Learning to Let Your Children Go
/My husband was an architect, and then he wasn’t. I was supposed to become a famous journalist, but I didn't. Our choice to live and sail on a sailboat with our two children for 10 years had us hopscotching and dancing around our careers during that chunk of time. We would earn money here and there by intermittently plugging back in to our respective careers, but we definitely didn't follow traditional career paths. Could we, should we, have expected more of our two boys?
There is a country western song with the refrain, "Mama, don't let your sons grow up to be cowboys…" In our case, we replaced "cowboys" with "sailors" or "rock climbers" because that's what our two fine sons aspired to be, and achieved.
We all have high hopes for our children and what they could/should/might do with their lives. Study well, do their best, achieve success, and thus we, parents, will be satisfied that we have done our best. But when we plugged our family back into a life on land after our 10 years of vagabonding across seas and continents from Europe to California, maybe it was too much to expect that our sons simply live and plan futures like "regular" citizens.
Our oldest son announced in his teens that he wanted to be a professional sailor. We said that was all well and good, but that he should consider Plan B, specifically, a college degree that he could plug in somewhere down the line should the need arise (surely it would). After all, his father and I had college degrees and professions other than being sailors that we were able to fall back upon when the need arose.
Our son gave it the old college try, literally. He dutifully enrolled at the local junior college, but he never really got off to a good start. There was always a crucial regatta the same day of a lecture or an exam, or an all-important yacht club function he had to attend, mingle, and cull his contacts. He is good at this—networking and self-promoting. Anything that had to do with sailing and could be counted as an important stepping-stone toward his advancement to his goal of sailing for a living always trumped anything else on his calendar. Consequently, school courses fell by the wayside and were soon forgotten altogether. Combined with his promising abilities as a bowman—the one who manipulates the spinnaker and all other sails on the bow, or front section of the boat—he learned other valuable boat related skills: sailmaking, boat rigging, boat repairs, and race management. Today, he has made a lucrative career as a professional bowman, and is one of a small elite group of international professional sailors, crisscrossing oceans in high stake regattas. He has amassed an impressive resumé of well-known sailing events under his belt (or harness in his case) including an America's Cup regatta.

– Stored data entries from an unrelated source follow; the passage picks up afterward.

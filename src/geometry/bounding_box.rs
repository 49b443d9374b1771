use crate::math::Point2;

/// An axis-aligned bounding box in the XY plane.
#[derive(Debug, Clone, Copy, PartialEq)]
pub struct BoundingBox2D {
    /// Minimum corner of the bounding box.
    pub min: Point2,
    /// Maximum corner of the bounding box.
    pub max: Point2,
}

impl BoundingBox2D {
    /// Creates a box from its corners.
    #[must_use]
    pub fn new(min: Point2, max: Point2) -> Self {
        Self { min, max }
    }

    /// An empty box that absorbs anything merged into it.
    #[must_use]
    pub fn empty() -> Self {
        Self {
            min: Point2::new(f64::INFINITY, f64::INFINITY),
            max: Point2::new(f64::NEG_INFINITY, f64::NEG_INFINITY),
        }
    }

    /// Smallest box containing all `points`.
    #[must_use]
    pub fn from_points(points: &[Point2]) -> Self {
        points.iter().fold(Self::empty(), |bb, p| bb.including(p))
    }

    /// Returns `true` when nothing has been merged into the box.
    #[must_use]
    pub fn is_empty(&self) -> bool {
        self.min.x > self.max.x || self.min.y > self.max.y
    }

    /// Box grown to include `p`.
    #[must_use]
    pub fn including(self, p: &Point2) -> Self {
        Self {
            min: Point2::new(self.min.x.min(p.x), self.min.y.min(p.y)),
            max: Point2::new(self.max.x.max(p.x), self.max.y.max(p.y)),
        }
    }

    /// Union of two boxes.
    #[must_use]
    pub fn union(&self, other: &Self) -> Self {
        Self {
            min: Point2::new(self.min.x.min(other.min.x), self.min.y.min(other.min.y)),
            max: Point2::new(self.max.x.max(other.max.x), self.max.y.max(other.max.y)),
        }
    }

    /// Returns `true` when the boxes are separated by more than `tolerance`
    /// along some axis. This is the cheap exclusion test run before any curve
    /// intersection.
    #[must_use]
    pub fn is_out(&self, other: &Self, tolerance: f64) -> bool {
        self.min.x > other.max.x + tolerance
            || self.max.x < other.min.x - tolerance
            || self.min.y > other.max.y + tolerance
            || self.max.y < other.min.y - tolerance
    }

    /// Whether `p` lies inside the box inflated by `tolerance`.
    #[must_use]
    pub fn contains_point(&self, p: &Point2, tolerance: f64) -> bool {
        p.x >= self.min.x - tolerance
            && p.x <= self.max.x + tolerance
            && p.y >= self.min.y - tolerance
            && p.y <= self.max.y + tolerance
    }

    /// Whether `other` fits inside this box inflated by `tolerance`.
    #[must_use]
    pub fn contains_box(&self, other: &Self, tolerance: f64) -> bool {
        self.contains_point(&other.min, tolerance) && self.contains_point(&other.max, tolerance)
    }

    /// Width along X.
    #[must_use]
    pub fn width(&self) -> f64 {
        self.max.x - self.min.x
    }

    /// Height along Y.
    #[must_use]
    pub fn height(&self) -> f64 {
        self.max.y - self.min.y
    }

    /// Center of the box.
    #[must_use]
    pub fn center(&self) -> Point2 {
        Point2::new((self.min.x + self.max.x) * 0.5, (self.min.y + self.max.y) * 0.5)
    }

    /// Tolerance-based equality of both corners.
    #[must_use]
    pub fn approx_eq(&self, other: &Self, tolerance: f64) -> bool {
        crate::math::points_equal(&self.min, &other.min, tolerance)
            && crate::math::points_equal(&self.max, &other.max, tolerance)
    }
}
use super::arc_2d::{angle_to_arc_param, arc_point_at};
use super::Point2;

/// Minimum distance from `p` to the segment `a → b`.
#[must_use]
pub fn point_to_segment_dist(p: &Point2, a: &Point2, b: &Point2) -> f64 {
    let d = b - a;
    let len_sq = d.norm_squared();

    if len_sq < 1e-20 {
        return (p - a).norm();
    }

    // Project onto the infinite line, clamp to the segment.
    let t = ((p - a).dot(&d) / len_sq).clamp(0.0, 1.0);
    (p - (a + d * t)).norm()
}

/// Minimum distance from `p` to a circular arc.
///
/// Inside the arc's angular range the distance is radial; otherwise it is the
/// distance to the nearer endpoint.
#[must_use]
pub fn point_to_arc_dist(
    p: &Point2,
    center: &Point2,
    radius: f64,
    start_angle: f64,
    sweep: f64,
) -> f64 {
    let offset = p - center;
    let dist_to_center = offset.norm();

    let angle = offset.y.atan2(offset.x);
    if angle_to_arc_param(angle, start_angle, sweep, 1e-12).is_some() {
        return (dist_to_center - radius).abs();
    }

    let d0 = (p - arc_point_at(center, radius, start_angle, sweep, 0.0)).norm();
    let d1 = (p - arc_point_at(center, radius, start_angle, sweep, 1.0)).norm();
    d0.min(d1)
}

Our second son floundered somewhat after high school, not sure of his next step, or what direction he wanted to take. He had a multitude of interests and aptitudes, and after lengthy sailing activities during high school, he became disenchanted with the sport. Drawn to the outdoors—a logical connection since he had lived his first eight years exclusively on our boat—camping, hiking, skiing, rock climbing, wilderness exploration…he wanted, did, (and still does) it all.
This same son also harbors a deep-rooted disdain for all things regimented and most especially rigid school environments (specifically a classroom with walls, desks, and few windows!) but he would rise to the challenge and was a good student if the subject interested him, and he could envision the ultimate outcome. When he finally alighted upon his niche as a paramedic/firefighter (ironically, a somewhat "regimented" profession, but feeds into his adrenaline-based needs), he pulled out all the stops, garnering top honors with a degree in kinesiology, followed by paramedic school. Above all, he seeks freedom to pursue his dreams and activities, and such a profession affords him the time to indulge in his passion: rock climbing.

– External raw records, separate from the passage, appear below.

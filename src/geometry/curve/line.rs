use crate::error::{GeometryError, Result};
use crate::geometry::bounding_box::BoundingBox2D;
use crate::math::distance_2d::point_to_segment_dist;
use crate::math::{Point2, Vector2};

use super::{interior_params, Curve, CurveDomain};

/// A bounded straight segment `P(t) = start + t * (end - start)`, `t ∈ [0, 1]`.
#[derive(Debug, Clone, PartialEq)]
pub struct Line2D {
    start: Point2,
    end: Point2,
}

impl Line2D {
    /// Creates a new segment. Zero-length segments are representable; the
    /// intersection engine rejects them.
    #[must_use]
    pub fn new(start: Point2, end: Point2) -> Self {
        Self { start, end }
    }

    /// Returns the start point.
    #[must_use]
    pub fn start(&self) -> &Point2 {
        &self.start
    }

    /// Returns the end point.
    #[must_use]
    pub fn end(&self) -> &Point2 {
        &self.end
    }

    /// Returns `end - start`.
    #[must_use]
    pub fn direction(&self) -> Vector2 {
        self.end - self.start
    }
}

impl Curve for Line2D {
    fn value(&self, t: f64) -> Point2 {
        self.start + self.direction() * t
    }

    fn tangent(&self, _t: f64) -> Result<Vector2> {
        let d = self.direction();
        let len = d.norm();
        if len < f64::EPSILON {
            return Err(GeometryError::ZeroVector.into());
        }
        Ok(d / len)
    }

    fn domain(&self) -> CurveDomain {
        CurveDomain::unit()
    }

    fn reversed(&self) -> Self {
        Self::new(self.end, self.start)
    }

    fn split_at(&self, params: &[f64]) -> Vec<Self> {
        let mut parts = Vec::new();
        let mut from = self.start;
        for t in interior_params(params) {
            let to = self.value(t);
            parts.push(Self::new(from, to));
            from = to;
        }
        parts.push(Self::new(from, self.end));
        parts
    }

    fn bounding_box(&self) -> BoundingBox2D {
        BoundingBox2D::from_points(&[self.start, self.end])
    }

    fn parameter_of(&self, point: &Point2, tolerance: f64) -> Option<f64> {
        if self.distance_to(point) > tolerance {
            return None;
        }
        let d = self.direction();
        let len_sq = d.norm_squared();
        if len_sq < f64::EPSILON {
            return Some(0.0);
        }
        Some(((point - self.start).dot(&d) / len_sq).clamp(0.0, 1.0))
    }

    fn distance_to(&self, point: &Point2) -> f64 {
        point_to_segment_dist(point, &self.start, &self.end)
    }

    fn length(&self) -> f64 {
        self.direction().norm()
    }
}

#[cfg(test)]
mod tests {
    use super::*;

    #[test]
    fn parameter_of_point_on_and_off_line() {
        let l = Line2D::new(Point2::new(0.0, 0.0), Point2::new(4.0, 0.0));
        let t = l.parameter_of(&Point2::new(1.0, 0.0), 1e-9);
        assert!(t.is_some_and(|t| (t - 0.25).abs() < 1e-12));
        assert!(l.parameter_of(&Point2::new(1.0, 0.1), 1e-9).is_none());
    }

    #[test]
    fn zero_length_tangent_is_error() {
        let p = Point2::new(1.0, 1.0);
        assert!(Line2D::new(p, p).tangent(0.5).is_err());
    }

    #[test]
    fn split_produces_exact_end() {
        let l = Line2D::new(Point2::new(0.0, 0.0), Point2::new(3.0, 3.0));
        let parts = l.split_at(&[1.0 / 3.0]);
        assert_eq!(parts.len(), 2);
        assert_eq!(parts[1].end(), l.end());
    }
}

My husband and I veered from what our parents thought we should do. We also needed to remember that during the first 10 years of their lives, our sons didn't see us working as professionals outside the home. They didn't see their father as an architect, nor me as a journalist. They only saw us two as sailors, day in and day out.
Our children didn't follow a traditional straight line, and they still don't. In their current lives as fathers, they eschew much of cultural dogma, and stand their ground with definite ideas and principles. We didn't trace a straight line for them, so we couldn't expect them to follow one. Yes, it is hard to leave them be when they face the adult world threshold after high school. One has to let go, take a leap of faith, trust that you have done your best, and hope they figure it out successfully their own.
In this age of "millennials" surrounded by pervasive pop culture banter, tech job ingenuity, innovative resumés, and pastimes that differ greatly from what we—their parents—knew, or even what was accepted as proper form or procedure, the idea that there is a generally accepted right way to pursue a lifetime goal, isn't valid anymore. Lifetime jobs with pensions have fallen by the wayside, and we don't even know what jobs will materialize in the next five or 10 years.
We have to trust that we give our children the tools and know-how to craft their lives successfully, hoping that the jumble in their adolescent and young adult brains will sort itself out. The old adage "follow your heart, do what makes you happy, and good things will happen," isn't always easy or true, but it worked for our boys thanks to their determination and our "laissez-faire." It was time to let them go.